───── ENTRIES SHOWN ─────

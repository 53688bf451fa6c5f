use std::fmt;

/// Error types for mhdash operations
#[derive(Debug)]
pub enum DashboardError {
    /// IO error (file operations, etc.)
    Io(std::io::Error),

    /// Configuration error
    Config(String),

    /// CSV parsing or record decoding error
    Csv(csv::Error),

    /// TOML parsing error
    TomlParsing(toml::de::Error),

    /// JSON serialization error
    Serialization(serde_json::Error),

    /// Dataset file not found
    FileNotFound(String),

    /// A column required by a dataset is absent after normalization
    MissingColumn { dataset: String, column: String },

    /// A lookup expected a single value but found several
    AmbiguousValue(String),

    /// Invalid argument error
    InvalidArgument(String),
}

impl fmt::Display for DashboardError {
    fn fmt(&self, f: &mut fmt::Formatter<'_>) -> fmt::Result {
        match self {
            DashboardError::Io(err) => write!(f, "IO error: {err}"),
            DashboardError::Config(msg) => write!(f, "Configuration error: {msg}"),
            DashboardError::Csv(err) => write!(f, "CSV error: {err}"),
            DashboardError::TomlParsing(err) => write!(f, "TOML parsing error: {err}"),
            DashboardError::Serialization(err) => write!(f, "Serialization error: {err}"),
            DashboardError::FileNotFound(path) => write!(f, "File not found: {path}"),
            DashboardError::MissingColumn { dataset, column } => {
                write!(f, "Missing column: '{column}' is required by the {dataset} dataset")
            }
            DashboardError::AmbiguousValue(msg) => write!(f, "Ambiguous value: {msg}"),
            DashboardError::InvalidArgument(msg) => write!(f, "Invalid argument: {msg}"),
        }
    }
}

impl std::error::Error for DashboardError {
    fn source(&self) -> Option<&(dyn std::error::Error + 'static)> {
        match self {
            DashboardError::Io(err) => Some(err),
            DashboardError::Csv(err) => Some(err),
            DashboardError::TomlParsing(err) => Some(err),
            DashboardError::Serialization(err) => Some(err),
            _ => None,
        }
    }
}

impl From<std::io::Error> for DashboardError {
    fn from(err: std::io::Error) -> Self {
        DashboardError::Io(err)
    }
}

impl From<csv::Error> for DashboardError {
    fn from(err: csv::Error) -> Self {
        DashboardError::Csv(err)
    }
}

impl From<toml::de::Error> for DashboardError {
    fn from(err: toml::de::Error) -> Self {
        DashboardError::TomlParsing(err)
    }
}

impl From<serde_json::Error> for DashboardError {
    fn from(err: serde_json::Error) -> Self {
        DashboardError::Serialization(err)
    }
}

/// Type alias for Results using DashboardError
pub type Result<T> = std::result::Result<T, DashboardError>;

─────
───── ENTRIES SHOWN ─────

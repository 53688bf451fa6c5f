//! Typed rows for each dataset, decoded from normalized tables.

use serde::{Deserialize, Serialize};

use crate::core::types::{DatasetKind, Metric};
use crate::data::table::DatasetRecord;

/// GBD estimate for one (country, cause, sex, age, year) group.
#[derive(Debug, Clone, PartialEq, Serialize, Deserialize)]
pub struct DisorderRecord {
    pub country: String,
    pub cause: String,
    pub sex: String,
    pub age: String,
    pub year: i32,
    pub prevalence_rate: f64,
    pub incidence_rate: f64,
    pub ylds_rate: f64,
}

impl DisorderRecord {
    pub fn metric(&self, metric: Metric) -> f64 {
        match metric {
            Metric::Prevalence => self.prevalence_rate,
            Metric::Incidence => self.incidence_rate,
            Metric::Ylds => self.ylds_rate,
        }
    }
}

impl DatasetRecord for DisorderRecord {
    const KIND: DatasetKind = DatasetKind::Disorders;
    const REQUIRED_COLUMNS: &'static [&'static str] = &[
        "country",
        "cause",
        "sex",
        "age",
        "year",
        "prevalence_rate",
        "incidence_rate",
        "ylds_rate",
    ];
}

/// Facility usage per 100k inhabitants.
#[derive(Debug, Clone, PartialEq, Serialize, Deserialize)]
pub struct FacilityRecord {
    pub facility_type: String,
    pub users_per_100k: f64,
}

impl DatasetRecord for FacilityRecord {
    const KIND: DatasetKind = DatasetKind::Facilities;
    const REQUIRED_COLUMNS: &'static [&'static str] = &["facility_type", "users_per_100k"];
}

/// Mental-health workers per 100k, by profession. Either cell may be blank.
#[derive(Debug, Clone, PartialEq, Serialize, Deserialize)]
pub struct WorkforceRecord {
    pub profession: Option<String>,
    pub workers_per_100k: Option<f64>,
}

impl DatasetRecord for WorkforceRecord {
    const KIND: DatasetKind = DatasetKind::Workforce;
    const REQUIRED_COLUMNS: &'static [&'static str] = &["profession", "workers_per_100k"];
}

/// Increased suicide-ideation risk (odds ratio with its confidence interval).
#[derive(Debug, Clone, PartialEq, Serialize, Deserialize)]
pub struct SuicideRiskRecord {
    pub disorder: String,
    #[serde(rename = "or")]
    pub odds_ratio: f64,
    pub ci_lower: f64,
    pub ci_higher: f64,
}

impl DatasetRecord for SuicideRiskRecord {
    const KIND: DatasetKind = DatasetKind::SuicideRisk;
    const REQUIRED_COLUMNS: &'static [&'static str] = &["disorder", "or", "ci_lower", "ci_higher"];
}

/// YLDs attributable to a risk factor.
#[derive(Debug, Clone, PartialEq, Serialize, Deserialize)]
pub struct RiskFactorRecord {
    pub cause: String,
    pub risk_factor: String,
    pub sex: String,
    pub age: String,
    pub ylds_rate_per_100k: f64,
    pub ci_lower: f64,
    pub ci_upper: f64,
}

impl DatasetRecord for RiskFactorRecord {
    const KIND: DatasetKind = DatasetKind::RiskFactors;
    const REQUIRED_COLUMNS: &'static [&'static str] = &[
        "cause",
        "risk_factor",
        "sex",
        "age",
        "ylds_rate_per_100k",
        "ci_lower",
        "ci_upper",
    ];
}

─────

▶ ASSIGNED TASK
Looking at the entries, count the lines where the word "Configuration" appears, and state the count by itself.

▶ SOLUTION TO THE EXERCISE
2